Greek voters may toss Tsipras

Source:AFP Published: 2019/7/7 21:03:39

Prime minister down 10 points ahead of Sunday’s election


Greek voters cast their ballots on Sunday in the country's first national election of the post-bailout era, with leftist Prime Minister Alexis Tsipras's Syriza party expected to be ousted by the conservative opposition.

After nearly five years in power, Greece's longest-serving crisis premier - as well as the youngest in more than a century - is battling to overcome a 10-point deficit in opinion polls amid widespread dissatisfaction after years of high taxation. 

Polling stations opened at 7 am local time and were set to close at 7 pm with 9,903,864 Greeks having the right to vote, according to the Athens News Agency. 

With three new opinion polls predicting a clear victory for the conservative New Democracy party, Tsipras called for supporters to mobilize, hoping for a turn around.

"Today we are fighting this battle from the first to the last minute. With optimism and determination. The ballots are empty and all possibilities are open," he tweeted on Sunday. 

After voting in Kypseli, near the center of Athens, with his supporters cheering, the premier called on young people "not to leave this crucial decision for their lives in the hands of others."

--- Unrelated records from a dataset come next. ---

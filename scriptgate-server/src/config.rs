//! Startup configuration, parsed from the command line and environment.

use std::collections::BTreeMap;
use std::num::NonZeroU16;
use std::path::PathBuf;
use std::sync::Arc;
use std::time::Duration;

use clap::{Parser, ValueHint};

use crate::mount::Extension;
use crate::process::Environment;

/// Fatal errors in the startup configuration.
#[derive(Debug, thiserror::Error)]
pub enum ConfigError {
    #[error("path {0:?} does not exist or doesn't have proper permissions")]
    PathMissing(PathBuf),
    #[error("path {0:?} is not a directory")]
    PathNotDirectory(PathBuf),
    #[error("shebang must be a non empty string")]
    EmptyShebang,
    #[error("bearer must be a non empty string")]
    EmptyBearer,
    #[error("env entry {0:?} must have the form KEY=VALUE")]
    MalformedEnv(String),
    #[error("directory {segment:?} of {target:?} is not a valid url segment")]
    InvalidSegment { segment: String, target: PathBuf },
    #[error("routes {first} and {second} overlap")]
    ConflictingRoutes { first: String, second: String },
    #[error("failed to scan {pattern}: {reason}")]
    Scan { pattern: String, reason: String },
}

#[derive(Parser, Debug)]
#[command(version, about = "Exposes a directory of command-line scripts as HTTP endpoints")]
pub struct CliArgs {
    /// The directory to scan for command files.
    #[arg(
        short = 'c',
        long,
        alias = "commands",
        value_name = "DIR",
        value_hint = ValueHint::DirPath,
        env = "SCRIPTGATE_PATH",
    )]
    pub path: PathBuf,
    /// Interpreter prepended to every command, e.g. `bash` or `node`.
    /// Without it, command files must be executable.
    #[arg(long, value_name = "CMD", env = "SCRIPTGATE_SHEBANG")]
    pub shebang: Option<String>,
    /// Access token that all requests must present.
    #[arg(long, value_name = "TOKEN", env = "SCRIPTGATE_BEARER", hide_env_values = true)]
    pub bearer: Option<String>,
    /// Timeout of every command in milliseconds, 0 means unbounded.
    #[arg(long, value_name = "MS", default_value = "0", env = "SCRIPTGATE_TIMEOUT")]
    pub timeout: u64,
    /// Extra environment variables for the commands, as KEY=VALUE.
    #[arg(long = "env", value_name = "KEY=VALUE")]
    pub env: Vec<String>,
    /// The host address to listen on.
    #[arg(
        long,
        value_name = "URI",
        value_hint = ValueHint::Hostname,
        default_value = "0.0.0.0",
        env = "SCRIPTGATE_HOST",
    )]
    pub host: String,
    /// The port to listen on.
    #[arg(
        short,
        long,
        value_name = "PORT",
        value_hint = ValueHint::Other,
        default_value = "3000",
        env = "SCRIPTGATE_PORT",
    )]
    pub port: NonZeroU16,
    /// Show trace output of the route discovery and every execution.
    #[arg(short, long, env = "SCRIPTGATE_DEBUG")]
    pub debug: bool,
    /// Uploaded files older than this many seconds are swept.
    #[arg(long, value_name = "SECS", default_value = "3600")]
    pub upload_max_age: u64,
}

/// Validated configuration of the command routes.
#[derive(Clone)]
pub struct ServerConfig {
    /// Absolute path of the commands root.
    pub path: PathBuf,
    pub shebang: Option<String>,
    pub bearer: Option<String>,
    /// `None` for unbounded.
    pub timeout: Option<Duration>,
    pub environment: Environment,
    pub extensions: Vec<Arc<dyn Extension>>,
    /// Logs every command line and its output at `info`.
    pub debug: bool,
}

impl std::fmt::Debug for ServerConfig {
    fn fmt(&self, f: &mut std::fmt::Formatter<'_>) -> std::fmt::Result {
        f.debug_struct("ServerConfig")
            .field("path", &self.path)
            .field("shebang", &self.shebang)
            .field("bearer", &self.bearer.as_ref().map(|_| "<redacted>"))
            .field("timeout", &self.timeout)
            .field("extensions", &self.extensions.len())
            .field("debug", &self.debug)
            .finish_non_exhaustive()
    }
}

impl ServerConfig {
    /// Validates the commands root and captures the current process environment.
    pub fn new(path: impl Into<PathBuf>) -> Result<Self, ConfigError> {
        let path = assert_is_directory(path.into())?;
        Ok(Self {
            path,
            shebang: None,
            bearer: None,
            timeout: None,
            environment: Environment::capture(),
            extensions: Vec::new(),
            debug: false,
        })
    }

    pub fn with_shebang(mut self, shebang: impl Into<String>) -> Result<Self, ConfigError> {
        let shebang = shebang.into();
        if shebang.trim().is_empty() {
            return Err(ConfigError::EmptyShebang);
        }
        self.shebang = Some(shebang);
        Ok(self)
    }

    pub fn with_bearer(mut self, bearer: impl Into<String>) -> Result<Self, ConfigError> {
        let bearer = bearer.into();
        if bearer.is_empty() {
            return Err(ConfigError::EmptyBearer);
        }
        self.bearer = Some(bearer);
        Ok(self)
    }

    /// Sets the timeout in milliseconds, `0` disables it.
    #[must_use]
    pub fn with_timeout_ms(mut self, timeout: u64) -> Self {
        self.timeout = (timeout > 0).then(|| Duration::from_millis(timeout));
        self
    }

    /// Overrides environment variables of the commands.
    #[must_use]
    pub fn with_env(mut self, overrides: BTreeMap<String, String>) -> Self {
        self.environment = self.environment.merged(overrides);
        self
    }

    /// Registers a hook that runs after every execution, in registration order.
    #[must_use]
    pub fn with_extension(mut self, extension: impl Extension + 'static) -> Self {
        self.extensions.push(Arc::new(extension));
        self
    }

    #[must_use]
    pub fn with_debug(mut self, debug: bool) -> Self {
        self.debug = debug;
        self
    }
}

impl TryFrom<&CliArgs> for ServerConfig {
    type Error = ConfigError;

    fn try_from(args: &CliArgs) -> Result<Self, Self::Error> {
        let mut config = ServerConfig::new(&args.path)?
            .with_timeout_ms(args.timeout)
            .with_env(parse_env(&args.env)?)
            .with_debug(args.debug);
        // Empty values from the environment are treated as unset.
        if let Some(shebang) = args.shebang.as_deref().filter(|s| !s.is_empty()) {
            config = config.with_shebang(shebang)?;
        }
        if let Some(bearer) = args.bearer.as_deref().filter(|s| !s.is_empty()) {
            config = config.with_bearer(bearer)?;
        }
        Ok(config)
    }
}

/// Parses `KEY=VALUE` entries, later entries win.
pub fn parse_env(entries: &[String]) -> Result<BTreeMap<String, String>, ConfigError> {
    entries
        .iter()
        .map(|entry| match entry.split_once('=') {
            Some((key, value)) if !key.is_empty() => Ok((key.to_owned(), value.to_owned())),
            _ => Err(ConfigError::MalformedEnv(entry.clone())),
        })
        .collect()
}

/// Resolves the path against the current directory and checks that it is a directory.
fn assert_is_directory(path: PathBuf) -> Result<PathBuf, ConfigError> {
    let absolute = if path.is_absolute() {
        path
    } else {
        std::env::current_dir()
            .map_err(|_| ConfigError::PathMissing(path.clone()))?
            .join(path)
    };
    match std::fs::metadata(&absolute) {
        Ok(meta) if meta.is_dir() => Ok(absolute),
        Ok(_) => {
            log::debug!(path:debug = absolute; "not a directory");
            Err(ConfigError::PathNotDirectory(absolute))
        }
        Err(e) => {
            log::debug!(path:debug = absolute, e:display; "cannot stat commands path");
            Err(ConfigError::PathMissing(absolute))
        }
    }
}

Opinion polls have consistently forecast that New Democracy headed by Kyriakos Mitsotakis, a former banker and scion of a leading Greek political family, will win an absolute majority in Sunday's legislative elections.

"Today is a big celebration of democracy. Greek women and men hold the fate of this land in their hands," Mitsotakis said after voting in an Athens suburb. 

Some members of a small far-left party protested outside the polling station where Mitsotakis voted, but their shouts were drowned out by New Democracy supporters calling their leader the new prime minister.  

"I hope that from tomorrow we will be able to breathe with relief. To take a deep breath. If Mitsotakis does what he promises," Athinodoros, a 48-year-old self-employed worker voting in Athens told AFP.        

Tsipras has accused Mitsotakis - who was part of a 2012-14 crisis government - of "disastrous" mismanagement that brought hundreds of thousands of job losses and business failures. According to the latest polls, New Democracy is expected to gain between 151 to 165 seats in the 300-seat parliament. Syriza meanwhile is forecast to fall from 144 seats to between 70 and 82.

Tsipras called the snap election in June after losing both European and local elections to Mitsotakis' New Democracy in the space of two weeks.